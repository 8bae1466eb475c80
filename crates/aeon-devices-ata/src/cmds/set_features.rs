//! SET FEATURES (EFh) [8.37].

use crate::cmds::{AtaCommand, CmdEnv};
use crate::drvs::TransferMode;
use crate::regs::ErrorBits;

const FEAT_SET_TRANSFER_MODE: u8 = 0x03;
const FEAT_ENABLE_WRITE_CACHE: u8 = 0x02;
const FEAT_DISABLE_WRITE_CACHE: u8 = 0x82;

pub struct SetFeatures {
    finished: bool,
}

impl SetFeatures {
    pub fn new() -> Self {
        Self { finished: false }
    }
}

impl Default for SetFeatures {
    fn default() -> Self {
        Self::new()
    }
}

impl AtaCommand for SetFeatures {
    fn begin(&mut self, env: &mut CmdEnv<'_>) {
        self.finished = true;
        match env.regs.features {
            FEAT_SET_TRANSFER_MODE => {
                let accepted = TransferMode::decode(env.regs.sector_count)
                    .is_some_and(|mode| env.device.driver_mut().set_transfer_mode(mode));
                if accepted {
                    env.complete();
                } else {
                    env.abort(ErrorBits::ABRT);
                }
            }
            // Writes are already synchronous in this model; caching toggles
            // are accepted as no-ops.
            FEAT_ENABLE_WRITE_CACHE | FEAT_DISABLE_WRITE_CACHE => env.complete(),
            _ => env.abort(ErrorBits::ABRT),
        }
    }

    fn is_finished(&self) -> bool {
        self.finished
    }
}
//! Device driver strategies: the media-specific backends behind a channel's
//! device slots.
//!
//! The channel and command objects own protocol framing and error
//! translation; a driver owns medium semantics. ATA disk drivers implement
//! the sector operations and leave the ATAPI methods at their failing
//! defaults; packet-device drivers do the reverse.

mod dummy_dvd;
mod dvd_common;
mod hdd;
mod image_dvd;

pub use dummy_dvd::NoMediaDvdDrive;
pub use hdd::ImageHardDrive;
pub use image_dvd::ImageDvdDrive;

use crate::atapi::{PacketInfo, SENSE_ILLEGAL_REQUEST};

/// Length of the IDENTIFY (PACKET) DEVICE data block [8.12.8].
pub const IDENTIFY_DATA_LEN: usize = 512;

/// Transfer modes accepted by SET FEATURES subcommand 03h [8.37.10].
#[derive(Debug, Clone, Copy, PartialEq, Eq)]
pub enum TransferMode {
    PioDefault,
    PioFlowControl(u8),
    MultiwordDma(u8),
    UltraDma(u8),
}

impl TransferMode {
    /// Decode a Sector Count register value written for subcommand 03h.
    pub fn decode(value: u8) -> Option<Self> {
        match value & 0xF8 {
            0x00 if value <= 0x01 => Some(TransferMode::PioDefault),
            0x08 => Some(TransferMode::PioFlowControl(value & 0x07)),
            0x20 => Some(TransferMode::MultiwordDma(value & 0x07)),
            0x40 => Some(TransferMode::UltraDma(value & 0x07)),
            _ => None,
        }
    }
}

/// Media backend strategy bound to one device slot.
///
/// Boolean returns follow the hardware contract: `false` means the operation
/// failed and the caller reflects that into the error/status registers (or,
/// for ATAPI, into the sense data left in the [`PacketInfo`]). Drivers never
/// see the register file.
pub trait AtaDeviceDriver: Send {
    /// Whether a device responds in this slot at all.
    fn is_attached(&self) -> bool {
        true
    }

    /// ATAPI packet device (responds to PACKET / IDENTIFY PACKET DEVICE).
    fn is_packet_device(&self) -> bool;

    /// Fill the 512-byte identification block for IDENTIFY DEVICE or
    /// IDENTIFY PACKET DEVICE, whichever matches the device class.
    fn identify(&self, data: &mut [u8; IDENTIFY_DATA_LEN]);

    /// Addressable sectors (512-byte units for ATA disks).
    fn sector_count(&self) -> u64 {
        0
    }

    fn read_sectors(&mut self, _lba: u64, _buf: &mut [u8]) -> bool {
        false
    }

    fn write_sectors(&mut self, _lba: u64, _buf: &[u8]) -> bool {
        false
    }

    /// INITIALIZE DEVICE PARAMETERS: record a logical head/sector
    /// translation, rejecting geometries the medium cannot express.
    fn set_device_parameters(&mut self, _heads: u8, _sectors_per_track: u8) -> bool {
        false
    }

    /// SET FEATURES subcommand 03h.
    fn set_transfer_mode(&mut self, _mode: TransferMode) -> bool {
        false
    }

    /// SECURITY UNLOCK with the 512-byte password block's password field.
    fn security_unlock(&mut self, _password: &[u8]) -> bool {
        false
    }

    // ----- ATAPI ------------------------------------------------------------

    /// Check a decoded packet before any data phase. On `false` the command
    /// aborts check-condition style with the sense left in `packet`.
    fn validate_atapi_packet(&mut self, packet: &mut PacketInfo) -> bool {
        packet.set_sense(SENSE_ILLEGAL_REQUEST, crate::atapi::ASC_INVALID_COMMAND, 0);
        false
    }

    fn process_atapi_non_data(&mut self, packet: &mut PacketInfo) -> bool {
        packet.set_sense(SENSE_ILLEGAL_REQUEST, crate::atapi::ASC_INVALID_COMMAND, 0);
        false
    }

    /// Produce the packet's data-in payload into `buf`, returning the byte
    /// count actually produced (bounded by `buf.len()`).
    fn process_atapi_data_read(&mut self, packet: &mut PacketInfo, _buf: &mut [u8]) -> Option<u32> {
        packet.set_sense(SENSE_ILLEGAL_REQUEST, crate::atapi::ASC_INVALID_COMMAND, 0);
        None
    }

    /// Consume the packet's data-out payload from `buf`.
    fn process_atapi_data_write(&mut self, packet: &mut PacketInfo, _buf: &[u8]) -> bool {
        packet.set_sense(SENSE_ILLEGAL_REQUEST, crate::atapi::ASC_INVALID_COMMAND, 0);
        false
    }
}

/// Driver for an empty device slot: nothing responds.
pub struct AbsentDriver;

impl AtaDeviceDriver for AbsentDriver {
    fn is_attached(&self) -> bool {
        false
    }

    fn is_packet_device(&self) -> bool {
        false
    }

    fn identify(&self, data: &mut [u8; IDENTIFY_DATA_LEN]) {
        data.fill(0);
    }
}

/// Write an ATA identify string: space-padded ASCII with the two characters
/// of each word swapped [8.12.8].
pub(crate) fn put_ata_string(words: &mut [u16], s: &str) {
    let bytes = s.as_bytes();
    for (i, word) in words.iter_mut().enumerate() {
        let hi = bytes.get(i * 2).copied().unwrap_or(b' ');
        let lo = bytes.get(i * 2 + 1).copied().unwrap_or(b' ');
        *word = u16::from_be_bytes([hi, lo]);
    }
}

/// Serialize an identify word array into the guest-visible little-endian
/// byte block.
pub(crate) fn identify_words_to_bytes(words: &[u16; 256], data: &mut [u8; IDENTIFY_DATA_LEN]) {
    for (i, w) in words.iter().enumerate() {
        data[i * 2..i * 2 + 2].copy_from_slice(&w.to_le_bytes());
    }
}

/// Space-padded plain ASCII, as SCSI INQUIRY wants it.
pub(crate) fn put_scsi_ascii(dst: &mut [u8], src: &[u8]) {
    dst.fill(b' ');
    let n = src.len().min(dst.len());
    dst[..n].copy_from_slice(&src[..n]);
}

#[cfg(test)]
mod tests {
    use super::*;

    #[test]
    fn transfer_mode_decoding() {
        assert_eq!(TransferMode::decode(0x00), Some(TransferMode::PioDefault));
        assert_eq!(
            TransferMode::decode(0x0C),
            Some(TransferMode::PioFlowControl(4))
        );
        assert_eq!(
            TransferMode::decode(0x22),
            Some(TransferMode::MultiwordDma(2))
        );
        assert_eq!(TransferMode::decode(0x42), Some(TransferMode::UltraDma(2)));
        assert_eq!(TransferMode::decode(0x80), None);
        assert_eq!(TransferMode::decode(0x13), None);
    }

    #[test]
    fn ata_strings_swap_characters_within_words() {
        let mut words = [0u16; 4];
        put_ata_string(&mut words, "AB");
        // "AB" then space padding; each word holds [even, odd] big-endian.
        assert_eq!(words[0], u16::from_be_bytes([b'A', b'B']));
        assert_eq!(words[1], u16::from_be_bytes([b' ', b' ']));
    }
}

┄┄┄┄┄┄

# TASK DESCRIPTION
The reply should hold only the lines from the beginning of the listing to the line with "impl Default for", both ends included, unchanged.

# SOLVED EXERCISE
repository 8bae1466eb475c80
filename crates/aeon-devices-ata/src/cmds/set_features.rs
//! SET FEATURES (EFh) [8.37].

use crate::cmds::{AtaCommand, CmdEnv};
use crate::drvs::TransferMode;
use crate::regs::ErrorBits;

const FEAT_SET_TRANSFER_MODE: u8 = 0x03;
const FEAT_ENABLE_WRITE_CACHE: u8 = 0x02;
const FEAT_DISABLE_WRITE_CACHE: u8 = 0x82;

pub struct SetFeatures {
    finished: bool,
}

impl SetFeatures {
    pub fn new() -> Self {
        Self { finished: false }
    }
}

impl Default for SetFeatures {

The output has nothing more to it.